Um segundo ponto importante deste mês é o aprofundamento da distância entre as diferentes camadas do consumidor americano. Os 40% de maior renda continuam sustentando o crescimento dos gastos, impulsionados por efeitos de riqueza, ganhos acumulados em portfólios e balanços domésticos relativamente saudáveis. Já as camadas inferiores enfrentam um ambiente mais desafiador: inadimplência crescente em cartões e autos, poupança em níveis historicamente baixos, desaceleração de renda disponível e sinais mais claros de fragilidade no mercado de trabalho.
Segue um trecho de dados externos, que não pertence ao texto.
//! In-process creation backend.

use std::collections::HashSet;
use std::sync::atomic::{AtomicUsize, Ordering};

use tokio::sync::Mutex;
use tracing::debug;

use crate::controller::{BoxFuture, ClientCreator, CreateRequest, CreatedClient};
use crate::error::SubmissionError;

/// Failure reason for an organization name that is already registered.
pub const NAME_TAKEN: &str = "name_taken";

/// Creates clients in memory.
///
/// Organization names are unique ignoring case. Clients without a CORS
/// origin receive a secret.
#[derive(Debug, Default)]
pub struct InMemoryCreator {
    organizations: Mutex<HashSet<String>>,
    requests: Mutex<Vec<CreateRequest>>,
    calls: AtomicUsize,
    failure: Option<String>,
}

impl InMemoryCreator {
    /// Creates an empty backend.
    pub fn new() -> Self {
        Self::default()
    }

    /// Creates a backend with organization names already taken.
    pub fn with_taken<I, S>(names: I) -> Self
    where
        I: IntoIterator<Item = S>,
        S: AsRef<str>,
    {
        Self {
            organizations: Mutex::new(
                names
                    .into_iter()
                    .map(|n| n.as_ref().to_lowercase())
                    .collect(),
            ),
            ..Self::default()
        }
    }

    /// Creates a backend that rejects every call with `reason`.
    pub fn failing(reason: impl Into<String>) -> Self {
        Self {
            failure: Some(reason.into()),
            ..Self::default()
        }
    }

    /// Returns how many creation calls were made.
    pub fn calls(&self) -> usize {
        self.calls.load(Ordering::SeqCst)
    }

    /// Returns every payload received, in order.
    pub async fn requests(&self) -> Vec<CreateRequest> {
        self.requests.lock().await.clone()
    }

    /// Returns whether an organization name is registered.
    pub async fn is_taken(&self, organization: &str) -> bool {
        self.organizations
            .lock()
            .await
            .contains(&organization.to_lowercase())
    }
}

impl ClientCreator for InMemoryCreator {
    fn create(
        &self,
        request: CreateRequest,
    ) -> BoxFuture<'_, Result<CreatedClient, SubmissionError>> {
        Box::pin(async move {
            self.calls.fetch_add(1, Ordering::SeqCst);
            self.requests.lock().await.push(request.clone());

            if let Some(reason) = &self.failure {
                return Err(SubmissionError::new(reason.clone()));
            }

            if !self
                .organizations
                .lock()
                .await
                .insert(request.organization.to_lowercase())
            {
                return Err(SubmissionError::new(NAME_TAKEN));
            }

            let client = CreatedClient {
                id: generate_client_id(),
                secret: request.cors.is_none().then(generate_secret),
                cors: request.cors,
            };
            debug!("Registered organization {}", request.organization);
            Ok(client)
        })
    }
}

fn random_hex(len: usize) -> String {
    use rand::RngExt;
    let mut rng = rand::rng();
    let mut bytes = vec![0u8; len];
    rng.fill(bytes.as_mut_slice());
    bytes.iter().map(|b| format!("{b:02x}")).collect()
}

/// Generates a client id formatted as a UUID.
fn generate_client_id() -> String {
    let hex = random_hex(16);
    format!(
        "{}-{}-{}-{}-{}",
        &hex[0..8],
        &hex[8..12],
        &hex[12..16],
        &hex[16..20],
        &hex[20..32]
    )
}

fn generate_secret() -> String {
    format!("sec_{}", random_hex(32))
}
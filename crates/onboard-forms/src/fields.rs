//! Field constructors for common inputs.

use crate::form::FormFieldDef;
use crate::validation::{MinLengthValidator, RequiredValidator};
use crate::widgets::{BootstrapTabs, BootstrapTextInput};

/// Creates a text field, optionally with a minimum length.
pub fn text_field(
    name: &str,
    label: &str,
    min_length: Option<usize>,
    required: bool,
) -> FormFieldDef {
    let mut field = FormFieldDef::new(name, label, BootstrapTextInput::new().placeholder(label));

    if required {
        field = field.required().validator(RequiredValidator::new());
    }

    if let Some(min) = min_length {
        field = field.validator(MinLengthValidator::new(min));
    }

    field
}

/// Creates a tab selector over a fixed set of choices.
pub fn tabs_field(name: &str, label: &str, choices: Vec<(&str, &str)>) -> FormFieldDef {
    let initial = choices.first().map(|(v, _)| (*v).to_string());
    let mut field = FormFieldDef::new(name, label, BootstrapTabs::new(choices));

    if let Some(initial) = initial {
        field = field.initial(initial);
    }

    field
}
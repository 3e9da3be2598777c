//! # onboard
//!
//! Onboarding flow that creates an organization, its first project and an
//! API client in a single submit.
//!
//! This crate provides:
//! - `FormValues` and the `Mode` selector (`website` or `other`)
//! - `FieldSchema`, one composite validator including the conditional CORS rule
//! - `FormState`, an explicit state machine (editing, submitting, succeeded)
//! - `SubmissionController` and the `ClientCreator` seam to the remote side
//! - `ResultView` for the created client's credentials and next steps
//! - `InMemoryCreator`, an in-process backend for tests and the CLI
//!
//! ## Quick Start
//!
//! ```rust
//! use onboard::{
//!     Field, InMemoryCreator, OnboardingConfig, OnboardingSession, Phase, SubmitAttempt,
//! };
//!
//! # tokio_test::block_on(async {
//! let mut session = OnboardingSession::new(InMemoryCreator::new(), OnboardingConfig::default());
//! session.edit(Field::Organization, "Acme").unwrap();
//! session.edit(Field::Project, "Web").unwrap();
//! session.edit(Field::Cors, "https://acme.com").unwrap();
//!
//! let attempt = session.submit().await.unwrap();
//! assert!(matches!(attempt, SubmitAttempt::Accepted(_)));
//! assert_eq!(session.phase(), Phase::Succeeded);
//! # });
//! ```
//!
//! ## Conditional validation
//!
//! The CORS origin is only required for websites. In `other` mode it is
//! never checked and never sent, whatever the field holds.
//!
//! ```rust
//! use onboard::{CreateRequest, FieldSchema, FormValues, Mode};
//!
//! let values = FormValues::new("Acme", "Web").with_mode(Mode::Other);
//! assert!(FieldSchema::default().validate(&values).is_empty());
//! assert_eq!(CreateRequest::from_values(&values).cors, None);
//! ```
//!
//! ## Driving the state machine by hand
//!
//! Hosts with their own event loop can split a submit into
//! [`FormState::begin_submit`] and [`FormState::resolve`]. While a request
//! is in flight further submits return [`SubmitAttempt::InFlight`] and
//! edits fail with [`OnboardError::Locked`].

mod config;
mod controller;
mod error;
mod memory;
mod result_view;
mod schema;
mod session;
mod state;
mod values;
pub mod view;

pub use config::{OnboardingConfig, DEFAULT_ACTION, DEFAULT_DOCS_URL};
pub use controller::{
    BoxFuture, ClientCreator, CreateRequest, CreatedClient, FnCreator, SubmissionController,
};
pub use error::{OnboardError, Result, SubmissionError};
pub use memory::{InMemoryCreator, NAME_TAKEN};
pub use result_view::{Navigator, NextStep, ResultView};
pub use schema::{FieldSchema, CORS_REQUIRED_MESSAGE, DEFAULT_MIN_NAME_LENGTH};
pub use session::OnboardingSession;
pub use state::{FormState, Phase, SubmissionOutcome, SubmitAttempt};
pub use values::{Field, FormValues, Mode};
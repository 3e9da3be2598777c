//! Onboarding configuration.

use serde::{Deserialize, Serialize};

use crate::schema::{FieldSchema, DEFAULT_MIN_NAME_LENGTH};

/// Default documentation link shown after a successful onboarding.
pub const DEFAULT_DOCS_URL: &str = "https://docs.openpanel.dev/docs";

/// Default form action URL.
pub const DEFAULT_ACTION: &str = "/onboarding";

/// Settings a host can tune without touching the flow itself.
#[derive(Debug, Clone, PartialEq, Eq, Serialize, Deserialize)]
#[serde(default)]
pub struct OnboardingConfig {
    /// Target of the "Read docs" link on the result view.
    pub docs_url: String,
    /// Minimum length of organization and project names.
    pub min_name_length: usize,
    /// Form action URL.
    pub action: String,
}

impl Default for OnboardingConfig {
    fn default() -> Self {
        Self {
            docs_url: DEFAULT_DOCS_URL.to_string(),
            min_name_length: DEFAULT_MIN_NAME_LENGTH,
            action: DEFAULT_ACTION.to_string(),
        }
    }
}

impl OnboardingConfig {
    /// Parses a JSON configuration; missing keys take their defaults.
    pub fn from_json(json: &str) -> serde_json::Result<Self> {
        serde_json::from_str(json)
    }

    /// Sets the documentation link.
    #[must_use]
    pub fn docs_url(mut self, url: impl Into<String>) -> Self {
        self.docs_url = url.into();
        self
    }

    /// Sets the minimum name length.
    #[must_use]
    pub fn min_name_length(mut self, min: usize) -> Self {
        self.min_name_length = min;
        self
    }

    /// Sets the form action URL.
    #[must_use]
    pub fn action(mut self, action: impl Into<String>) -> Self {
        self.action = action.into();
        self
    }

    /// Builds the validation schema for these settings.
    pub fn schema(&self) -> FieldSchema {
        FieldSchema::new(self.min_name_length)
    }
}
//! Error types for onboarding.

use onboard_forms::ValidationErrors;
use serde::{Deserialize, Serialize};
use thiserror::Error;

/// Onboarding-specific errors.
#[derive(Debug, Error)]
pub enum OnboardError {
    /// Mode name is neither `website` nor `other`.
    #[error("invalid mode: {0}")]
    InvalidMode(String),

    /// Field name is not part of the onboarding form.
    #[error("unknown field: {0}")]
    UnknownField(String),

    /// Inputs are locked while the creation request is in flight.
    #[error("form is locked while submitting")]
    Locked,

    /// The session already succeeded; the form is frozen.
    #[error("onboarding already completed")]
    Completed,

    /// A creation result arrived with no request in flight.
    #[error("no submission in flight")]
    NotSubmitting,

    /// Continue was requested before the session succeeded.
    #[error("onboarding not completed yet")]
    NotCompleted,

    /// Field validation failed.
    #[error("validation failed:\n{0}")]
    Validation(ValidationErrors),

    /// The creation call was rejected by the remote side.
    #[error("submission failed: {0}")]
    Submission(#[from] SubmissionError),
}

/// Failure reported by the remote creation operation.
///
/// Shown to the user verbatim as a global notice.
#[derive(Debug, Clone, PartialEq, Eq, Error, Serialize, Deserialize)]
#[error("{reason}")]
pub struct SubmissionError {
    /// Reason given by the remote side, e.g. `name_taken`.
    pub reason: String,
}

impl SubmissionError {
    /// Creates a submission error.
    pub fn new(reason: impl Into<String>) -> Self {
        Self {
            reason: reason.into(),
        }
    }
}

/// Result type alias for onboarding operations.
pub type Result<T> = std::result::Result<T, OnboardError>;
//! Onboarding form values.

use std::collections::HashMap;
use std::fmt;
use std::str::FromStr;

use onboard_forms::{Form, FormError, FormFieldDef, ValidationErrors};
use serde::{Deserialize, Serialize};

use crate::error::OnboardError;
use crate::schema::FieldSchema;
use crate::view;

/// Deployment context of the first project.
///
/// A website needs a CORS origin; anything else gets a client secret instead.
#[derive(Debug, Clone, Copy, Default, PartialEq, Eq, Hash, Serialize, Deserialize)]
#[serde(rename_all = "lowercase")]
pub enum Mode {
    /// Browser tracking from a website.
    #[default]
    Website,
    /// Servers, apps and everything else.
    Other,
}

impl Mode {
    /// Both modes, in display order.
    pub const ALL: [Self; 2] = [Self::Website, Self::Other];

    /// Returns the wire name.
    pub fn as_str(self) -> &'static str {
        match self {
            Self::Website => "website",
            Self::Other => "other",
        }
    }

    /// Returns the tab label.
    pub fn label(self) -> &'static str {
        match self {
            Self::Website => "Website",
            Self::Other => "Other",
        }
    }
}

impl fmt::Display for Mode {
    fn fmt(&self, f: &mut fmt::Formatter<'_>) -> fmt::Result {
        f.write_str(self.as_str())
    }
}

impl FromStr for Mode {
    type Err = OnboardError;

    fn from_str(s: &str) -> Result<Self, Self::Err> {
        match s {
            "website" => Ok(Self::Website),
            "other" => Ok(Self::Other),
            _ => Err(OnboardError::InvalidMode(s.to_string())),
        }
    }
}

/// An editable text field of the onboarding form.
#[derive(Debug, Clone, Copy, PartialEq, Eq, Hash)]
pub enum Field {
    /// Organization name.
    Organization,
    /// First project name.
    Project,
    /// CORS origin, only meaningful for websites.
    Cors,
}

impl Field {
    /// Returns the form field name.
    pub fn as_str(self) -> &'static str {
        match self {
            Self::Organization => "organization",
            Self::Project => "project",
            Self::Cors => "cors",
        }
    }
}

impl fmt::Display for Field {
    fn fmt(&self, f: &mut fmt::Formatter<'_>) -> fmt::Result {
        f.write_str(self.as_str())
    }
}

impl FromStr for Field {
    type Err = OnboardError;

    fn from_str(s: &str) -> Result<Self, Self::Err> {
        match s {
            "organization" => Ok(Self::Organization),
            "project" => Ok(Self::Project),
            "cors" => Ok(Self::Cors),
            _ => Err(OnboardError::UnknownField(s.to_string())),
        }
    }
}

/// Current contents of the onboarding form.
#[derive(Debug, Clone, PartialEq, Eq, Serialize, Deserialize)]
pub struct FormValues {
    /// Organization name.
    pub organization: String,
    /// Project name.
    pub project: String,
    /// CORS origin. Kept while in `Other` mode but never sent.
    pub cors: Option<String>,
    /// Selected mode.
    #[serde(default)]
    pub mode: Mode,
}

impl Default for FormValues {
    fn default() -> Self {
        Self {
            organization: String::new(),
            project: String::new(),
            cors: Some(String::new()),
            mode: Mode::Website,
        }
    }
}

impl FormValues {
    /// Creates values for an organization and project in website mode.
    pub fn new(organization: impl Into<String>, project: impl Into<String>) -> Self {
        Self {
            organization: organization.into(),
            project: project.into(),
            ..Default::default()
        }
    }

    /// Sets the mode.
    #[must_use]
    pub fn with_mode(mut self, mode: Mode) -> Self {
        self.mode = mode;
        self
    }

    /// Sets the CORS origin.
    #[must_use]
    pub fn with_cors(mut self, cors: impl Into<String>) -> Self {
        self.cors = Some(cors.into());
        self
    }

    /// Returns the text of a field; a null CORS origin reads as empty.
    pub fn get(&self, field: Field) -> &str {
        match field {
            Field::Organization => &self.organization,
            Field::Project => &self.project,
            Field::Cors => self.cors.as_deref().unwrap_or(""),
        }
    }

    /// Replaces the text of one field.
    pub fn set(&mut self, field: Field, value: impl Into<String>) {
        let value = value.into();
        match field {
            Field::Organization => self.organization = value,
            Field::Project => self.project = value,
            Field::Cors => self.cors = Some(value),
        }
    }

    /// Returns the values as a name/value map for rendering.
    pub fn to_data(&self) -> HashMap<String, String> {
        let mut data = HashMap::new();
        data.insert("organization".to_string(), self.organization.clone());
        data.insert("project".to_string(), self.project.clone());
        data.insert("mode".to_string(), self.mode.to_string());
        if let Some(cors) = &self.cors {
            data.insert("cors".to_string(), cors.clone());
        }
        data
    }
}

impl Form for FormValues {
    fn fields() -> Vec<FormFieldDef> {
        view::form_fields(Mode::Website, &FieldSchema::default())
    }

    fn validate(&self) -> Result<(), ValidationErrors> {
        let errors = FieldSchema::default().validate(self);
        if errors.is_empty() {
            Ok(())
        } else {
            Err(errors)
        }
    }

    fn from_data(data: &HashMap<String, String>) -> onboard_forms::Result<Self> {
        let mode = match data.get("mode") {
            Some(raw) => raw.parse().map_err(|e: OnboardError| FormError::InvalidValue {
                field: "mode".to_string(),
                message: e.to_string(),
            })?,
            None => Mode::default(),
        };

        Ok(Self {
            organization: data.get("organization").cloned().unwrap_or_default(),
            project: data.get("project").cloned().unwrap_or_default(),
            cors: data.get("cors").cloned(),
            mode,
        })
    }

    fn as_bootstrap(&self) -> String {
        view::render_form(
            self,
            &ValidationErrors::new(),
            &view::FormStatus::default(),
            &FieldSchema::default(),
        )
    }
}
Essa divergência importa porque os grupos de menor renda apresentam a maior propensão marginal a consumir, e quando pressionados, o impacto sobre a demanda agregada tende a ser rápido e desproporcional. Com valuations elevados e uma liderança de mercado cada vez mais concentrada, essa assimetria no consumo se torna um dos riscos macro mais relevantes para 2026. Enquanto o mercado antecipa cortes de juros mais agressivos adiante, o ciclo passa a depender cada vez mais do equilíbrio entre renda, crédito e capacidade de consumo, e não apenas dos resultados fortes que ainda vemos no presente.

Diante desse conjunto de forças, não há clareza sobre qual impacto prevalecerá no curto prazo. O que podemos afirmar é que a combinação entre o otimismo ainda presente no mercado acionário, o ritmo intenso de investimentos em IA, a elevada concentração de retornos e, ao mesmo tempo, sinais de enfraquecimento do mercado de trabalho e de estrangulamento financeiro em parte da população, tem acelerado as expectativas de cortes de juros. Isso torna 2026 um ano particularmente desafiador para “escolher um lado”: o cenário sugere tanto potenciais de continuidade quanto riscos de reversão.